Conservatives of all stripes are united in their opposition to Obamacare. But we are not united in what we might want in its place. If not Obamacare, what kind of health reform do we want? How should our values be reflected in policy, and why?
We have failed to engage those questions at a deep level, and we have struggled to articulate and defend our answers in a way that resonates with most Americans. Obamacare is now law, and our agenda for health reform is rooted in opposition — not in making the case for how conservative principles can serve as the foundation for something better.
Today AEI is launching a big-think proposal for comprehensive health reform that aims to fill that gap and spark substantive discussion. Titled “Best of Both Worlds” and authored by eight renowned economists from Harvard, Stanford, the University of Chicago, and the University of Southern California, the plan puts forward a market-based post-Obamacare replacement that guarantees both universal coverage and individual choice. It was formulated to answer a basic question: “If we could design the health-care-financing system from scratch, what would we build, and why?”

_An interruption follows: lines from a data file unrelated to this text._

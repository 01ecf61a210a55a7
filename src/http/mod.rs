//! HTTP transport module
//!
//! Provides the GET transport with retry and the header-driven rate limiter.
//!
//! # Features
//!
//! - **Automatic Retries**: Bounded retry on 429/5xx and connection failures
//! - **Exponential Backoff**: `factor * 2^attempt`, capped
//! - **Rate Limiting**: Waits driven by `X-RateLimit-*` and `Retry-After`
//! - **Cancellation**: Every wait can be interrupted by a shared token

mod client;
mod rate_limit;

pub use client::{HttpRequest, RetryTransport, TransportConfig, TransportConfigBuilder};
pub use rate_limit::{
    RateLimitSignal, RateLimiter, RateLimiterConfig, ThrottleOutcome, HEADER_REMAINING,
    HEADER_RESET, HEADER_RETRY_AFTER,
};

The plan itself begins with staples of center-right replacement thinking, such as eliminating the income-tax exemption for employer-based health insurance and providing all Americans with a sliding-scale subsidy to purchase private insurance on their own. It then joins these proposals to a new concept only implied in current center-right thinking: full, individualized, market-based pricing.
Every American would be given enough support to purchase a privately sold and administered catastrophic health-care plan, while private insurers would be freed to (a) use an individual’s health information to price the policy and (b) design whatever other policies it believes consumers would want and pay for. That puts the poor and the rich on more equal footing by replacing Medicaid (widely recognized as a second-tier system) with private coverage. It guarantees universal coverage without mandates by providing a basic plan at no cost to all Americans, with more generous coverage for the poorest and sickest. It introduces greater competition among insurers by fostering competition across state lines. And its substitution for Obamacare saves more than $60 billion over ten years.

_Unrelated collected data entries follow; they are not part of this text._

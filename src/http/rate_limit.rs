//! Header-driven rate limiting
//!
//! The server tells us how much quota is left and when it resets. The
//! limiter reads those headers after every exchange and suspends the caller
//! when the quota is nearly gone or the server already refused a request.

use crate::events::{default_sink, CrawlEvent, SharedSink};
use chrono::{DateTime, Utc};
use reqwest::header::HeaderMap;
use std::time::Duration;
use tokio_util::sync::CancellationToken;

/// Remaining request quota in the current window
pub const HEADER_REMAINING: &str = "x-ratelimit-remaining";
/// Unix epoch second at which the quota window resets
pub const HEADER_RESET: &str = "x-ratelimit-reset";
/// Seconds to wait before retrying
pub const HEADER_RETRY_AFTER: &str = "retry-after";

/// Configuration for rate limiting
#[derive(Debug, Clone)]
pub struct RateLimiterConfig {
    /// Throttle pre-emptively when the remaining quota drops below this
    pub low_water_mark: i64,
    /// Wait used when neither a reset time nor Retry-After is available
    pub default_wait: Duration,
    /// Added on top of the reset time to absorb clock skew
    pub reset_buffer: Duration,
}

impl Default for RateLimiterConfig {
    fn default() -> Self {
        Self {
            low_water_mark: 10,
            default_wait: Duration::from_secs(60),
            reset_buffer: Duration::from_secs(1),
        }
    }
}

impl RateLimiterConfig {
    /// Create a new rate limiter config
    pub fn new(low_water_mark: i64, default_wait: Duration) -> Self {
        Self {
            low_water_mark,
            default_wait,
            ..Self::default()
        }
    }
}

/// Rate limit information carried by one response
#[derive(Debug, Clone, Copy, Default, PartialEq, Eq)]
pub struct RateLimitSignal {
    /// `X-RateLimit-Remaining`
    pub remaining: Option<i64>,
    /// `X-RateLimit-Reset`; a value of 0 counts as absent
    pub reset_epoch_seconds: Option<i64>,
    /// `Retry-After`, in seconds
    pub retry_after_seconds: Option<u64>,
}

impl RateLimitSignal {
    /// Read the signal from response headers. Unparseable values count as absent.
    pub fn from_headers(headers: &HeaderMap) -> Self {
        Self {
            remaining: header_number(headers, HEADER_REMAINING),
            reset_epoch_seconds: header_number::<i64>(headers, HEADER_RESET).filter(|r| *r != 0),
            retry_after_seconds: header_number(headers, HEADER_RETRY_AFTER),
        }
    }

    /// Whether the remaining quota is below `low_water_mark`
    pub fn is_low(&self, low_water_mark: i64) -> bool {
        self.remaining.is_some_and(|r| r < low_water_mark)
    }
}

fn header_number<T: std::str::FromStr>(headers: &HeaderMap, name: &str) -> Option<T> {
    headers
        .get(name)
        .and_then(|v| v.to_str().ok())
        .and_then(|s| s.trim().parse().ok())
}

/// What a call to [`RateLimiter::throttle`] did
#[derive(Debug, Clone, Copy, PartialEq, Eq)]
pub enum ThrottleOutcome {
    /// Quota was fine, nothing to wait for
    NotRequired,
    /// The caller was suspended for this long
    Waited(Duration),
    /// The wait was interrupted by cancellation
    Cancelled,
}

impl ThrottleOutcome {
    /// Check if the wait was cancelled
    pub fn is_cancelled(&self) -> bool {
        matches!(self, Self::Cancelled)
    }
}

/// Suspends the caller based on rate limit headers
#[derive(Clone)]
pub struct RateLimiter {
    config: RateLimiterConfig,
    events: SharedSink,
    cancel: CancellationToken,
}

impl RateLimiter {
    /// Create a new rate limiter with the given config
    pub fn new(config: RateLimiterConfig) -> Self {
        Self {
            config,
            events: default_sink(),
            cancel: CancellationToken::new(),
        }
    }

    /// Report waits to this sink
    #[must_use]
    pub fn with_events(mut self, events: SharedSink) -> Self {
        self.events = events;
        self
    }

    /// Interrupt waits when this token is cancelled
    #[must_use]
    pub fn with_cancellation(mut self, cancel: CancellationToken) -> Self {
        self.cancel = cancel;
        self
    }

    /// Get the configuration
    pub fn config(&self) -> &RateLimiterConfig {
        &self.config
    }

    /// How long the caller must wait, or `None` when no throttling is needed.
    ///
    /// With a reset time the wait is `max(reset - now + buffer, 0)`. Without
    /// one it is `Retry-After`, falling back to the configured default.
    pub fn wait_duration(
        &self,
        signal: &RateLimitSignal,
        force_wait: bool,
        now: DateTime<Utc>,
    ) -> Option<Duration> {
        if !force_wait && !signal.is_low(self.config.low_water_mark) {
            return None;
        }

        let wait = match signal.reset_epoch_seconds {
            Some(reset) => {
                let buffer_ms = self.config.reset_buffer.as_millis() as i64;
                let wait_ms = reset
                    .saturating_mul(1000)
                    .saturating_add(buffer_ms)
                    .saturating_sub(now.timestamp_millis())
                    .max(0);
                Duration::from_millis(wait_ms as u64)
            }
            None => signal
                .retry_after_seconds
                .map_or(self.config.default_wait, Duration::from_secs),
        };
        Some(wait)
    }

    /// Inspect response headers and wait until it is safe to continue
    pub async fn throttle(&self, headers: &HeaderMap, force_wait: bool) -> ThrottleOutcome {
        let signal = RateLimitSignal::from_headers(headers);
        self.throttle_signal(&signal, force_wait).await
    }

    /// Same as [`throttle`](Self::throttle) for an already parsed signal
    pub async fn throttle_signal(
        &self,
        signal: &RateLimitSignal,
        force_wait: bool,
    ) -> ThrottleOutcome {
        let Some(wait) = self.wait_duration(signal, force_wait, Utc::now()) else {
            return ThrottleOutcome::NotRequired;
        };

        if wait.is_zero() {
            return ThrottleOutcome::Waited(wait);
        }

        self.events.emit(&CrawlEvent::RateLimitWait {
            wait,
            remaining: signal.remaining,
            forced: force_wait,
        });

        tokio::select! {
            () = tokio::time::sleep(wait) => ThrottleOutcome::Waited(wait),
            () = self.cancel.cancelled() => {
                self.events.emit(&CrawlEvent::WaitCancelled { during: "rate limit wait" });
                ThrottleOutcome::Cancelled
            }
        }
    }
}

impl Default for RateLimiter {
    fn default() -> Self {
        Self::new(RateLimiterConfig::default())
    }
}

impl std::fmt::Debug for RateLimiter {
    fn fmt(&self, f: &mut std::fmt::Formatter<'_>) -> std::fmt::Result {
        f.debug_struct("RateLimiter")
            .field("config", &self.config)
            .field("cancelled", &self.cancel.is_cancelled())
            .finish_non_exhaustive()
    }
}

By offering a proposal that marries a progressive emphasis on equity and protection with a conservative vision of market competition and choice, “Best of Both Worlds” neatly forces everyone debating Obamacare and health-care policy to confront the basic values at play and therefore to think through their policy implications.
The plan raises tough questions for conservatives and libertarians. Do we find distasteful any flavor of federal financing used to help low- and working-class-income Americans purchase health care? If so, or if not, why?

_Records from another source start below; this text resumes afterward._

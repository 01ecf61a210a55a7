//! Output record types

use serde::{Deserialize, Serialize};
use std::fmt;

/// Normalized view of one repository
#[derive(Debug, Clone, PartialEq, Eq, Serialize, Deserialize)]
pub struct RepositoryRecord {
    /// Repository name
    pub name: String,
    /// Free-text description
    pub description: Option<String>,
    /// Web URL of the repository
    pub url: String,
    /// Stargazer count
    pub stars: u64,
    /// Fork count
    pub forks: u64,
    /// Primary language
    pub language: Option<String>,
    /// Last update as `YYYY-MM-DD HH:MM:SS`, or the raw value when it
    /// could not be parsed
    pub last_updated: Option<String>,
}

impl fmt::Display for RepositoryRecord {
    fn fmt(&self, f: &mut fmt::Formatter<'_>) -> fmt::Result {
        let none = "None";
        writeln!(f, "Name: {}", self.name)?;
        writeln!(
            f,
            "Description: {}",
            self.description.as_deref().unwrap_or(none)
        )?;
        writeln!(f, "URL: {}", self.url)?;
        writeln!(f, "Stars: {}", self.stars)?;
        writeln!(f, "Forks: {}", self.forks)?;
        writeln!(f, "Language: {}", self.language.as_deref().unwrap_or(none))?;
        write!(
            f,
            "Last Updated: {}",
            self.last_updated.as_deref().unwrap_or(none)
        )
    }
}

More broadly, is health insurance simply another commodity that some individuals are able to purchase and others are not? How does that interact with the uniquely conservative emphasis on the dignity of the individual? This plan suggests that health care is not just a service and that Americans’ altruistic impulse favors devoting some funding to a well-designed program that ensures care for society’s most vulnerable.
It confronts progressives with serious questions, too. Though Obamacare will greatly reduce the number of uninsured Americans, it will still leave 20 million uncovered a decade from now. And it is likely to make insurance less affordable for many who are already covered. Are progressives willing to consider an alternative policy that better realizes their overarching goals? Or are they politically yoked to a plan many privately agree is poorly designed and needs substantive overhaul? Are they willing to free up private insurers if it improves coverage and affordability for the poor and the sick? If so, by how much? And if not, why?
Progressives, conservatives, and libertarians all have a duty to articulate and defend the values they want to see reflected in health reform. Progressives must confront the dissonance between the policy objectives they sought in Obamacare and the reality of what the law will likely provide. Conservatives must offer a forward-looking policy agenda that proposes substantive solutions along with their criticism of the current agenda. And they must recognize that any politically successful repeal program must include a replacement component that resonates with Americans’ broader beliefs and personal experiences.
Ultimately, this plan is just one option out of many. But it seeks to foster a discussion that is long overdue.
Henry Olsen is a Senior Fellow at the Ethics and Public Policy Center. Brad Wassink is a domestic-policy researcher at the American Enterprise Institute.